"Who's getting hit?"

"Washington," Gascoigne said, and passed his hand over his face. He appeared to have forgotten the imaginary spectacles.

"That's where your home is, isn't it?"

"It sure is," Gascoigne said. "It sure as hell is, Mister. Cute, isn't it?"

It was cute, all right. The Air Force boys at the Pentagon were going to be given about ten milliseconds to be sorry they'd refused to send a replacement for Gascoigne along with me. Replace him with who? We can't send his second alternate in anything short of a week. The man has to have retraining, and the first alternate's in the hospital with a ruptured spleen. Besides, Gascoigne's the best man for the job; he's got to be bailed out somehow.

Sure. With a psychological centrifugal pump, no doubt. In the meantime the tape kept right on running.


"You might as well stop wiping your face, and turn down the humidity instead," I said. "You've already smudged your glasses again."

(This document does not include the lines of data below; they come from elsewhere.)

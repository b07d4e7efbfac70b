use std::io::{self, Write};

use nalgebra::{DMatrix, SymmetricEigen};
use ndarray::{Array1, Array2, Axis};
use serde::Serialize;
use tracing::debug;

use super::ClusterError;
use crate::matrix::CondensedMatrix;

const MAX_EIGEN_ITERATIONS: usize = 10_000;

/// Principal-coordinate embedding of a distance matrix.
#[derive(Debug, Clone, PartialEq, Serialize)]
pub struct Projection {
    /// Observation labels, one per coordinate row.
    pub labels: Vec<String>,
    /// `coordinates[i][k]`: observation `i` on axis `k`.
    pub coordinates: Vec<Vec<f64>>,
    /// Eigenvalue of each retained axis, descending.
    pub eigenvalues: Vec<f64>,
    /// Share of the positive eigenvalue mass carried by each retained axis.
    pub proportion_explained: Vec<f64>,
}

impl Projection {
    /// Number of retained axes.
    pub fn dimensions(&self) -> usize {
        self.eigenvalues.len()
    }

    /// Coordinates as TSV: a `PC1..PCk` header, one row per observation, a
    /// blank line, then the header again and the `proportion_explained` row.
    pub fn write_tsv<W: Write>(&self, writer: &mut W) -> io::Result<()> {
        let header: String = (1..=self.dimensions()).map(|pc| format!("\tPC{pc}")).collect();
        writeln!(writer, "{header}")?;
        for (label, row) in self.labels.iter().zip(&self.coordinates) {
            write!(writer, "{label}")?;
            for value in row {
                write!(writer, "\t{value}")?;
            }
            writeln!(writer)?;
        }
        writeln!(writer)?;
        writeln!(writer, "{header}")?;
        write!(writer, "proportion_explained")?;
        for value in &self.proportion_explained {
            write!(writer, "\t{value}")?;
        }
        writeln!(writer)?;
        writer.flush()
    }
}

/// Classical (Torgerson) multidimensional scaling.
///
/// Squared distances are double-centred, the resulting Gram matrix is
/// diagonalised as a symmetric matrix, and the top `dims` axes are
/// scaled by the square root of their (non-negative) eigenvalues. Each axis is
/// oriented so its largest-magnitude component is positive.
pub fn classical_mds(condensed: &CondensedMatrix, dims: usize) -> Result<Projection, ClusterError> {
    let n = condensed.len();
    if n < 2 {
        return Err(ClusterError::TooFewObservations(n));
    }
    let dims = dims.clamp(1, n);

    let gram = double_centre(condensed);
    let (values, vectors) = symmetric_eigen(&gram)?;

    let mut axes: Vec<usize> = (0..n).collect();
    axes.sort_by(|&a, &b| values[b].total_cmp(&values[a]).then(a.cmp(&b)));

    let positive_mass: f64 = values.iter().filter(|v| **v > 0.0).sum();
    let mut coordinates = vec![Vec::with_capacity(dims); n];
    let mut eigenvalues = Vec::with_capacity(dims);
    let mut proportion_explained = Vec::with_capacity(dims);

    for &axis in axes.iter().take(dims) {
        let lambda = values[axis];
        let scale = lambda.max(0.0).sqrt();
        let column = vectors.column(axis);
        let pivot = column
            .iter()
            .copied()
            .fold(0.0_f64, |best, v| if v.abs() > best.abs() { v } else { best });
        let sign = if pivot < 0.0 { -1.0 } else { 1.0 };
        for (row, component) in coordinates.iter_mut().zip(column.iter()) {
            row.push(sign * component * scale);
        }
        eigenvalues.push(lambda);
        proportion_explained.push(if positive_mass > 0.0 {
            lambda.max(0.0) / positive_mass
        } else {
            0.0
        });
    }

    Ok(Projection {
        labels: condensed.labels().to_vec(),
        coordinates,
        eigenvalues,
        proportion_explained,
    })
}

/// `B = -1/2 * J D^2 J` with `J` the centring matrix.
fn double_centre(condensed: &CondensedMatrix) -> Array2<f64> {
    let n = condensed.len();
    let squared = Array2::from_shape_fn((n, n), |(i, j)| condensed.get(i, j).powi(2));
    let row_means: Array1<f64> = squared.sum_axis(Axis(1)) / n as f64;
    let grand_mean = row_means.sum() / n as f64;

    Array2::from_shape_fn((n, n), |(i, j)| {
        -0.5 * (squared[[i, j]] - row_means[i] - row_means[j] + grand_mean)
    })
}

/// Eigenvalues and column eigenvectors of a symmetric matrix.
fn symmetric_eigen(gram: &Array2<f64>) -> Result<(Array1<f64>, Array2<f64>), ClusterError> {
    let (rows, cols) = gram.dim();
    let matrix = DMatrix::from_fn(rows, cols, |i, j| gram[[i, j]]);
    let eigen = SymmetricEigen::try_new(matrix, f64::EPSILON, MAX_EIGEN_ITERATIONS).ok_or(
        ClusterError::NoConvergence {
            iterations: MAX_EIGEN_ITERATIONS,
        },
    )?;
    debug!(dimension = rows, "symmetric eigen-decomposition done");

    let values = Array1::from_iter(eigen.eigenvalues.iter().copied());
    let vectors = Array2::from_shape_fn((rows, cols), |(i, k)| eigen.eigenvectors[(i, k)]);
    Ok((values, vectors))
}
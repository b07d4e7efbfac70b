use std::collections::BTreeMap;
use std::sync::Arc;

use serde::Serialize;

use super::{BinDashVisualizer, FileType, Visualizer};

/// Availability of one file type.
#[derive(Debug, Clone, PartialEq, Serialize)]
pub struct VisualizerInfo {
    /// File type.
    pub file_type: FileType,
    /// Recognised suffixes.
    pub extensions: Vec<String>,
    /// Short description.
    pub description: String,
    /// Name of the registered visualizer, if any.
    pub visualizer: Option<String>,
    /// Whether a dedicated visualizer exists.
    pub available: bool,
}

/// Visualizers keyed by the file type they handle.
#[derive(Debug, Default)]
pub struct VisualizerRegistry {
    entries: BTreeMap<FileType, Arc<dyn Visualizer>>,
}

impl VisualizerRegistry {
    /// Create an empty registry.
    pub fn new() -> Self {
        Self {
            entries: BTreeMap::new(),
        }
    }

    /// Registry with every built-in visualizer.
    pub fn with_defaults() -> Self {
        let mut registry = Self::new();
        registry.register(BinDashVisualizer::new());
        registry
    }

    /// Register a visualizer, replacing any previous one for its type, and
    /// return a shared handle to it.
    pub fn register<V>(&mut self, visualizer: V) -> Arc<V>
    where
        V: Visualizer + 'static,
    {
        let arc = Arc::new(visualizer);
        self.entries
            .insert(arc.file_type(), Arc::clone(&arc) as Arc<dyn Visualizer>);
        arc
    }

    /// Visualizer for a file type.
    pub fn get(&self, file_type: FileType) -> Option<Arc<dyn Visualizer>> {
        self.entries.get(&file_type).map(Arc::clone)
    }

    /// Availability of every known file type.
    pub fn list(&self) -> Vec<VisualizerInfo> {
        FileType::ALL
            .into_iter()
            .map(|file_type| {
                let visualizer = self.entries.get(&file_type).map(|v| v.name().to_string());
                VisualizerInfo {
                    file_type,
                    extensions: file_type.extensions().iter().map(|e| e.to_string()).collect(),
                    description: file_type.description().to_string(),
                    available: visualizer.is_some(),
                    visualizer,
                }
            })
            .collect()
    }
}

"Glasses?" Gascoigne muttered. He moved slowly across the cabin, sailing upright like a sea-horse, to the blank glass of a closed port. I seriously doubted that he could see his reflection in it, but maybe he didn't really want to see it. "I messed them up, all right. Thanks." He went through the polishing routine again.

A man who thinks he is wearing glasses also thinks he can't see without them. I slid to the programmer and turned off the tape. I was between the spools and Gascoigne now—but I couldn't stay there forever.